Is it just me or do many of us guy's seem to have problems discussing what we are feeling are we afraid of exposing the dark and gloomy depths of our souls and mind the insecurities and weaknesses we hide? Afraid of expose that which is "weak" and "pitiful" to our friends and families? Afraid that our core self would scare and disturb our friends and families?

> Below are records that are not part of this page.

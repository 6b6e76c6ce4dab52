//! # Proper Fractions
//!
//! [`ProperFraction`] is a number in the closed interval `[0, 1]`. Grades,
//! curve bounds and late penalties are all proper fractions; giving the
//! range check a name and a type means it is performed once, in one place,
//! and the type system tracks that it happened.

use serde::{Deserialize, Serialize};

use crate::error::ValidationError;

/// A number `n` with `0 <= n <= 1`.
///
/// NaN is rejected (it compares false against both bounds). Infinities are
/// out of range. `-0.0` is accepted and compares equal to `0.0`.
#[derive(Debug, Clone, Copy, PartialEq, PartialOrd, Serialize, Deserialize)]
#[serde(try_from = "f64", into = "f64")]
pub struct ProperFraction(f64);

impl ProperFraction {
    /// The fraction `0`.
    pub const ZERO: Self = Self(0.0);

    /// The fraction `1`.
    pub const ONE: Self = Self(1.0);

    /// Create a proper fraction, rejecting values outside `[0, 1]`.
    ///
    /// # Errors
    ///
    /// Returns [`ValidationError::FractionOutOfRange`] for values below 0,
    /// above 1, or NaN.
    pub fn new(value: f64) -> Result<Self, ValidationError> {
        if (0.0..=1.0).contains(&value) {
            Ok(Self(value))
        } else {
            Err(ValidationError::FractionOutOfRange(value))
        }
    }

    /// The wrapped number.
    pub fn value(self) -> f64 {
        self.0
    }

    /// `1 - self`, which is also a proper fraction.
    pub fn complement(self) -> Self {
        Self(1.0 - self.0)
    }

    /// The point this fraction of the way from `low` to `high`.
    ///
    /// `lerp(a, b)` with `a <= b` stays inside `[a, b]`, so the result is a
    /// proper fraction whenever both bounds are.
    pub fn lerp(self, low: Self, high: Self) -> Self {
        let point = low.0 + self.0 * (high.0 - low.0);
        Self(point.clamp(0.0, 1.0))
    }
}

impl TryFrom<f64> for ProperFraction {
    type Error = ValidationError;

    fn try_from(value: f64) -> Result<Self, Self::Error> {
        Self::new(value)
    }
}

impl From<ProperFraction> for f64 {
    fn from(f: ProperFraction) -> Self {
        f.0
    }
}

impl std::fmt::Display for ProperFraction {
    fn fmt(&self, f: &mut std::fmt::Formatter<'_>) -> std::fmt::Result {
        write!(f, "{}", self.0)
    }
}

#[cfg(test)]
mod tests {
    use super::*;

    #[test]
    fn bounds_are_inclusive() {
        assert_eq!(ProperFraction::new(0.0).unwrap(), ProperFraction::ZERO);
        assert_eq!(ProperFraction::new(1.0).unwrap(), ProperFraction::ONE);
    }

    #[test]
    fn interior_value_accepted() {
        let f = ProperFraction::new(0.7).unwrap();
        assert_eq!(f.value(), 0.7);
    }

    #[test]
    fn out_of_range_rejected() {
        assert_eq!(
            ProperFraction::new(1.01),
            Err(ValidationError::FractionOutOfRange(1.01))
        );
        assert!(ProperFraction::new(-0.1).is_err());
        assert!(ProperFraction::new(f64::INFINITY).is_err());
        assert!(ProperFraction::new(f64::NEG_INFINITY).is_err());
    }

    #[test]
    fn nan_rejected() {
        assert!(ProperFraction::new(f64::NAN).is_err());
    }

    #[test]
    fn complement() {
        let f = ProperFraction::new(0.25).unwrap();
        assert_eq!(f.complement().value(), 0.75);
    }

    #[test]
    fn lerp_between_bounds() {
        let low = ProperFraction::new(0.5).unwrap();
        let high = ProperFraction::ONE;
        let mid = ProperFraction::new(0.4).unwrap().lerp(low, high);
        assert!((mid.value() - 0.7).abs() < 1e-12);
    }

    #[test]
    fn serde_roundtrip() {
        let f = ProperFraction::new(0.1).unwrap();
        let json = serde_json::to_string(&f).unwrap();
        assert_eq!(json, "0.1");
        let parsed: ProperFraction = serde_json::from_str(&json).unwrap();
        assert_eq!(parsed, f);
    }

    #[test]
    fn serde_rejects_out_of_range() {
        let result: Result<ProperFraction, _> = serde_json::from_str("1.5");
        assert!(result.is_err());
    }
}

Why I wonder for we cannot grow and strengthen with out light, some of us put our hope in God then refuse to open up to those he may/or has sent to help us, other bury it deep and let it fester and grow changing us and affecting our actions and interactions with our fellow beings and God.
I note this seems "some what" less of a problem among those of the fairer sex, Why?
Why do we have this tendency to close up and keep our deepest and darkest thoughts, our problems and troubles to our selves struggling to fight a war we can not win for we fight for both sides divided against our selves.
We call on God for help and allow him to help us in many ways but bits we keep to our selves rejecting God and his will in those areas, Why? With time and growth in faith and knowledge of God we open up more allowing God more control, but few if any can give up total control and honestly admit that God controls every facet and corner of there soul, body and actions.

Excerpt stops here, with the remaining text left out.